Of the three constants needed apart from the initial condition to describe the approximate solution, two can be stated exactly. First multiply the original differential equation by the first derivative of the dependent variable and integrate once:

$\begin{array}{c}\frac{dg}{dt}[\frac{{d}^{2}g}{d{t}^{2}}+{g}^{n}=1]\\ \frac{1}{2}(\frac{dg}{dt}{)}^{2}+\frac{{g}^{n+1}}{n+1}=g-l\end{array}$

The constant of integration *l* is proportional to the square of angular momentum in physical applications, hence the letter. At the extrema of the motion the first derivative goes to zero so that

${c}_{0}-\frac{{c}_{0}^{n+1}}{n+1}=l={c}_{1}-\frac{{c}_{1}^{n+1}}{n+1}$

The second extremum is thus a solution to the non-polynomial equation

$\frac{{c}_{1}^{n+1}}{n+1}-{c}_{1}+l=0$

With the scaling ${c}_{1}=(n+1{)}^{1/n}c$ this becomes

${c}^{n+1}-c+\frac{l}{(n+1{)}^{1/n}}=0$

which is close to the functional form given at the beginning of a presentation on the real roots of non-polynomials. Accounting for minor differences, the solution found for the root in the vicinity of zero is

${c}_{\mathrm{zero}}=\sum _{i=0}^{\infty}\frac{\Gamma [ni+i+1]}{\Gamma [ni+2]}\frac{1}{i!}[\frac{l}{(n+1{)}^{1/n}}{]}^{ni+1}$

and the second extremum in terms of the first is

${c}_{1}=(n+1{)}^{1/n}\sum _{i=0}^{\infty}\frac{\Gamma [ni+i+1]}{\Gamma [ni+2]}\frac{1}{i!}[\frac{(n+1){c}_{0}-{c}_{0}^{n+1}}{(n+1{)}^{1+1/n}}{]}^{ni+1}$

It was demonstrated in the presentation that this series converges for its entire domain of application, so that it can be taken as an exact result.
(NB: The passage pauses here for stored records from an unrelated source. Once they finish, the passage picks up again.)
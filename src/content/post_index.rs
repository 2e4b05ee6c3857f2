use std::path::PathBuf;

use anyhow::{Context, Result, anyhow, bail};
use async_trait::async_trait;

#[cfg(debug_assertions)]
use crate::config::debug::PRINT_CONTENT_SOURCES;
use crate::data::http_client;
use crate::models::{Post, PostCollection};

/// Bundled fallback index; keeps the blog readable with no network and no
/// local content directory.
const FALLBACK_INDEX_JSON: &str =
    include_str!(concat!(env!("CARGO_MANIFEST_DIR"), "/content/posts.json"));

#[async_trait]
pub trait LoadPostIndex: Send + Sync {
    // Either load the raw post index OR return an anyhow::error
    async fn load_post_index(&self) -> Result<Vec<Post>>;

    /// A unique identifier for this implementation (so that afterwards we know which one we used).
    fn signature(&self) -> &'static str;
}

/// Walk the source chain; first success wins.
pub async fn resolve_post_index(
    implementations: &[Box<dyn LoadPostIndex>],
) -> Result<(PostCollection, &'static str)> {
    for imp in implementations {
        match imp.load_post_index().await {
            Ok(posts) => {
                let signature = imp.signature();
                #[cfg(debug_assertions)]
                if PRINT_CONTENT_SOURCES {
                    log::info!("Post index resolved via {} ({} posts)", signature, posts.len());
                }
                return Ok((PostCollection::from_index(signature, posts), signature));
            }
            Err(e) => {
                log::info!("Error with a post index source: {}", e);
                // Continue to the next implementation
            }
        }
    }
    Err(anyhow!("All post index sources failed"))
}

// ============================================================================
// Sources
// ============================================================================

/// `GET <base_url>/posts.json`
pub struct RemotePostIndex {
    pub base_url: String,
}

#[async_trait]
impl LoadPostIndex for RemotePostIndex {
    fn signature(&self) -> &'static str {
        "Remote index"
    }

    async fn load_post_index(&self) -> Result<Vec<Post>> {
        let url = format!("{}/posts.json", self.base_url.trim_end_matches('/'));
        let client = http_client()?;

        let posts: Vec<Post> = client
            .get(&url)
            .send()
            .await?
            .error_for_status()?
            .json()
            .await
            .with_context(|| format!("Malformed post index at {url}"))?;

        // An empty remote index must not wipe the previously held posts
        if posts.is_empty() {
            bail!("Remote index at {} is empty", url);
        }
        Ok(posts)
    }
}

/// `<content_dir>/posts.json` on the local filesystem
pub struct LocalPostIndex {
    pub content_dir: PathBuf,
}

#[async_trait]
impl LoadPostIndex for LocalPostIndex {
    fn signature(&self) -> &'static str {
        "Local content dir"
    }

    async fn load_post_index(&self) -> Result<Vec<Post>> {
        let path = self.content_dir.join("posts.json");
        let raw = tokio::fs::read_to_string(&path)
            .await
            .with_context(|| format!("Failed to read local index {:?}", path))?;

        let posts: Vec<Post> = serde_json::from_str(&raw)
            .with_context(|| format!("Malformed local index {:?}", path))?;
        if posts.is_empty() {
            bail!("Local index {:?} is empty", path);
        }
        Ok(posts)
    }
}

/// Index compiled into the binary. Never fails; terminates every chain.
pub struct EmbeddedPostIndex;

#[async_trait]
impl LoadPostIndex for EmbeddedPostIndex {
    fn signature(&self) -> &'static str {
        "Embedded fallback"
    }

    async fn load_post_index(&self) -> Result<Vec<Post>> {
        serde_json::from_str(FALLBACK_INDEX_JSON).context("Embedded post index is malformed")
    }
}

#[cfg(test)]
mod tests {
    use super::*;

    #[tokio::test]
    async fn test_embedded_index_parses_and_terminates_chain() {
        let providers: Vec<Box<dyn LoadPostIndex>> = vec![Box::new(EmbeddedPostIndex)];
        let (collection, signature) = resolve_post_index(&providers)
            .await
            .expect("embedded index must always load");

        assert_eq!(signature, "Embedded fallback");
        assert!(!collection.is_empty());
        // Invariant: slugs unique after from_index
        let mut slugs: Vec<&str> = collection.posts.iter().map(|p| p.slug.as_str()).collect();
        slugs.sort();
        slugs.dedup();
        assert_eq!(slugs.len(), collection.len());
    }

    #[tokio::test]
    async fn test_chain_falls_through_failing_source() {
        struct AlwaysFails;

        #[async_trait]
        impl LoadPostIndex for AlwaysFails {
            fn signature(&self) -> &'static str {
                "Always fails"
            }
            async fn load_post_index(&self) -> Result<Vec<Post>> {
                bail!("nope")
            }
        }

        let providers: Vec<Box<dyn LoadPostIndex>> =
            vec![Box::new(AlwaysFails), Box::new(EmbeddedPostIndex)];
        let (_, signature) = resolve_post_index(&providers).await.unwrap();
        assert_eq!(signature, "Embedded fallback");
    }

    #[tokio::test]
    async fn test_missing_local_dir_is_an_error() {
        let source = LocalPostIndex {
            content_dir: PathBuf::from("/definitely/not/here"),
        };
        assert!(source.load_post_index().await.is_err());
    }
}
The real periodic solutions of the differential equation reach a limit when the second extremum is zero, since an arbitrary power of a negative functional value would necessitate a complex solution. Inspection of the series above indicates that the corresponding value for the first extremum occurs when each term is zero, or

$({c}_{0}{)}_{\mathrm{max}}=(n+1{)}^{1/n}$

which is the limitation mentioned at the outset. This limit corresponds to an orbit with zero angular momentum.

For values of the initial condition larger than this limit the constant *l* becomes negative, and being proportional to the square of angular momentum implies complex values for the latter. This potentially interesting feature of the equation will be left for a future presentation.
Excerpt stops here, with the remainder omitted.